*** Opening of Exercise material ***

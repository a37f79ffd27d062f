//! Online, time-weighted summary statistics over an event stream.

use crate::event::{Event, EventCode, NumericValue};
use crate::time;
use serde::{Deserialize, Serialize};

/// A running sub-statistic that can be attached to every analyzed event.
#[derive(Debug, Clone, Copy, PartialEq, Eq, Serialize, Deserialize)]
pub enum EventStat {
    /// Compensated time-integral so far (value units x seconds). Zero while unknown.
    Integration,
}

#[derive(Debug, Clone, Copy)]
struct Point {
    seconds: f64,
    code: EventCode,
    value: f64,
}

impl Point {
    fn of<V: NumericValue>(event: &Event<V>) -> Self {
        Self {
            seconds: time::archive_time_as_seconds(event.timestamp()),
            code: event.code(),
            value: event.value().as_f64(),
        }
    }
}

/// Time-weighted mean, variance, extrema and integral, accumulated one event at a time.
///
/// Each event's value holds until the next event arrives, so a value contributes with a weight
/// equal to the seconds between it and its successor. Spans that begin on a non-update event are
/// skipped entirely, which removes disconnect gaps from every statistic.
///
/// Mean and variance use Finch's weighted incremental formulas. The integral uses Neumaier
/// compensated summation.
///
/// Getters return `None` until at least one span has contributed. `sigma` and `rms`
/// additionally need a positive total duration.
#[derive(Debug, Clone, Default)]
pub struct RunningStatistics {
    current: Option<Point>,
    initialized: bool,
    min: f64,
    max: f64,
    mean: f64,
    sigma_sum: f64,
    duration: f64,
    integration: f64,
    correction: f64,
    event_count: u64,
    update_count: u64,
    event_stats: Vec<EventStat>,
}

impl RunningStatistics {
    /// Creates an empty accumulator.
    pub fn new() -> Self {
        Self::default()
    }

    /// Creates an empty accumulator that also exports `stats` through
    /// [`RunningStatistics::event_stats`].
    pub fn with_event_stats(stats: Vec<EventStat>) -> Self {
        Self {
            event_stats: stats,
            ..Self::default()
        }
    }

    /// Clears all accumulated state. The exported sub-statistic list is kept.
    pub fn reset(&mut self) {
        let event_stats = std::mem::take(&mut self.event_stats);
        *self = Self::with_event_stats(event_stats);
    }

    /// Accumulates the next event. Events must be pushed in ascending timestamp order.
    pub fn push<V: NumericValue>(&mut self, event: &Event<V>) {
        self.event_count += 1;
        let point = Point::of(event);

        let Some(previous) = self.current.replace(point) else {
            return;
        };

        if previous.code.is_update() {
            self.update_count += 1;
            self.contribute(previous.value, point.seconds - previous.seconds);
        }
    }

    fn contribute(&mut self, value: f64, weight: f64) {
        self.duration += weight;

        if !self.initialized {
            self.initialized = true;
            self.min = value;
            self.max = value;
            self.mean = value;
            self.integration = value * weight;
            return;
        }

        self.min = self.min.min(value);
        self.max = self.max.max(value);
        if self.duration > 0.0 {
            let delta = weight * (value - self.mean);
            self.mean += delta / self.duration;
            self.sigma_sum += delta * (value - self.mean);
        }
        self.add_integral(value * weight);
    }

    fn add_integral(&mut self, v: f64) {
        let t = self.integration + v;
        if self.integration.abs() >= v.abs() {
            self.correction += (self.integration - t) + v;
        } else {
            self.correction += (v - t) + self.integration;
        }
        self.integration = t;
    }

    fn known(&self, value: f64) -> Option<f64> {
        self.initialized.then_some(value)
    }

    /// Smallest contributing value.
    pub fn min(&self) -> Option<f64> {
        self.known(self.min)
    }

    /// Largest contributing value.
    pub fn max(&self) -> Option<f64> {
        self.known(self.max)
    }

    /// Time-weighted mean.
    pub fn mean(&self) -> Option<f64> {
        self.known(self.mean)
    }

    /// Seconds spent in the update state.
    pub fn duration(&self) -> Option<f64> {
        self.known(self.duration)
    }

    /// Compensated time-integral in value units x seconds.
    pub fn integration(&self) -> Option<f64> {
        self.known(self.integration + self.correction)
    }

    /// Time-weighted population standard deviation.
    pub fn sigma(&self) -> Option<f64> {
        (self.initialized && self.duration > 0.0).then(|| (self.sigma_sum / self.duration).sqrt())
    }

    /// Time-weighted root mean square.
    pub fn rms(&self) -> Option<f64> {
        (self.initialized && self.duration > 0.0)
            .then(|| (self.sigma_sum / self.duration + self.mean * self.mean).sqrt())
    }

    /// Events pushed, including any synthesized boundary points.
    pub fn event_count(&self) -> u64 {
        self.event_count
    }

    /// Spans that contributed to the statistics.
    pub fn update_count(&self) -> u64 {
        self.update_count
    }

    /// Current values of the exported sub-statistics, in the order they were requested.
    pub fn event_stats(&self) -> Vec<f64> {
        self.event_stats
            .iter()
            .map(|stat| match stat {
                EventStat::Integration => self.integration + self.correction,
            })
            .collect()
    }

    /// Copies the current results into a plain value.
    pub fn snapshot(&self) -> StatisticsSnapshot {
        StatisticsSnapshot {
            min: self.min(),
            max: self.max(),
            mean: self.mean(),
            sigma: self.sigma(),
            rms: self.rms(),
            duration: self.duration(),
            integration: self.integration(),
            event_count: self.event_count,
            update_count: self.update_count,
        }
    }
}

/// Read-only copy of a [`RunningStatistics`] state.
#[derive(Debug, Clone, PartialEq, Default, Serialize, Deserialize)]
pub struct StatisticsSnapshot {
    /// Smallest contributing value.
    pub min: Option<f64>,
    /// Largest contributing value.
    pub max: Option<f64>,
    /// Time-weighted mean.
    pub mean: Option<f64>,
    /// Time-weighted standard deviation.
    pub sigma: Option<f64>,
    /// Time-weighted root mean square.
    pub rms: Option<f64>,
    /// Seconds in the update state.
    pub duration: Option<f64>,
    /// Time-integral.
    pub integration: Option<f64>,
    /// Events pushed.
    pub event_count: u64,
    /// Contributing spans.
    pub update_count: u64,
}

#[cfg(test)]
mod tests {
    use super::*;
    use crate::event::FloatEvent;
    use chrono::{TimeZone, Utc};

    fn at(second: i64, code: EventCode, value: f32) -> FloatEvent {
        let instant = Utc.timestamp_opt(1_500_000_000 + second, 0).unwrap();
        Event::at(instant, code, value)
    }

    fn update(second: i64, value: f32) -> FloatEvent {
        at(second, EventCode::Update, value)
    }

    fn push_all(events: &[FloatEvent]) -> RunningStatistics {
        let mut stats = RunningStatistics::new();
        for e in events {
            stats.push(e);
        }
        stats
    }

    #[test]
    fn test_unknown_until_two_events() {
        let stats = push_all(&[update(0, 5.0)]);
        assert_eq!(stats.mean(), None);
        assert_eq!(stats.sigma(), None);
        assert_eq!(stats.integration(), None);
        assert_eq!(stats.event_count(), 1);
        assert_eq!(stats.event_stats(), Vec::<f64>::new());
    }

    #[test]
    fn test_constant_value() {
        let stats = push_all(&[update(0, 2.0), update(10, 2.0), update(30, 2.0)]);
        assert_eq!(stats.mean(), Some(2.0));
        assert_eq!(stats.sigma(), Some(0.0));
        assert_eq!(stats.rms(), Some(2.0));
        assert_eq!(stats.duration(), Some(30.0));
        assert_eq!(stats.integration(), Some(60.0));
        assert_eq!(stats.update_count(), 2);
    }

    #[test]
    fn test_weighted_mean_and_sigma() {
        // 1.0 for 10 s, 3.0 for 30 s
        let stats = push_all(&[update(0, 1.0), update(10, 3.0), update(40, 0.0)]);
        assert!((stats.mean().unwrap() - 2.5).abs() < 1e-12);
        // Variance = (10*(1-2.5)^2 + 30*(3-2.5)^2) / 40 = 0.75
        assert!((stats.sigma().unwrap() - 0.75f64.sqrt()).abs() < 1e-12);
        assert!((stats.rms().unwrap() - (0.75f64 + 6.25).sqrt()).abs() < 1e-12);
        assert!((stats.integration().unwrap() - 100.0).abs() < 1e-9);
        assert_eq!(stats.min(), Some(1.0));
        assert_eq!(stats.max(), Some(3.0));
    }

    #[test]
    fn test_disconnect_span_is_excluded() {
        let stats = push_all(&[
            update(0, 4.0),
            at(10, EventCode::NetworkDisconnection, 0.0),
            update(100, 8.0),
            update(110, 0.0),
        ]);
        assert_eq!(stats.duration(), Some(20.0));
        assert_eq!(stats.mean(), Some(6.0));
        assert_eq!(stats.min(), Some(4.0));
        assert_eq!(stats.integration(), Some(120.0));
        assert_eq!(stats.event_count(), 4);
        assert_eq!(stats.update_count(), 2);
    }

    #[test]
    fn test_zero_duration_is_not_nan() {
        let stats = push_all(&[update(0, 1.0), update(0, 2.0), update(0, 3.0)]);
        assert_eq!(stats.mean(), Some(1.0));
        assert_eq!(stats.duration(), Some(0.0));
        assert_eq!(stats.sigma(), None);
        assert_eq!(stats.rms(), None);
    }

    #[test]
    fn test_event_stats_and_reset() {
        let mut stats = RunningStatistics::with_event_stats(vec![EventStat::Integration]);
        stats.push(&update(0, 1.0));
        assert_eq!(stats.event_stats(), vec![0.0]);
        stats.push(&update(5, 1.0));
        assert_eq!(stats.event_stats(), vec![5.0]);

        stats.reset();
        assert_eq!(stats.event_count(), 0);
        assert_eq!(stats.integration(), None);
        assert_eq!(stats.event_stats(), vec![0.0]);
    }

    #[test]
    fn test_compensated_integral() {
        let mut stats = RunningStatistics::new();
        stats.push(&update(0, 1.0e8));
        for second in 1..=1_000 {
            stats.push(&update(second, 1.0e-3));
        }
        let expected = 1.0e8 + 999.0 * 1.0e-3;
        assert!((stats.integration().unwrap() - expected).abs() < 1e-6);
    }

    #[test]
    fn test_snapshot_matches_getters() {
        let stats = push_all(&[update(0, 1.0), update(2, 3.0), update(4, 3.0)]);
        let snap = stats.snapshot();
        assert_eq!(snap.mean, stats.mean());
        assert_eq!(snap.sigma, stats.sigma());
        assert_eq!(snap.event_count, 3);
        assert_eq!(RunningStatistics::new().snapshot().mean, None);
    }
}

*** Close of Exercise material ***

- _Instructions for the task_: Copy every line of the material in which the word "empty" occurs.

- _Solution to this exercise_:
    /// Creates an empty accumulator.
    /// Creates an empty accumulator that also exports `stats` through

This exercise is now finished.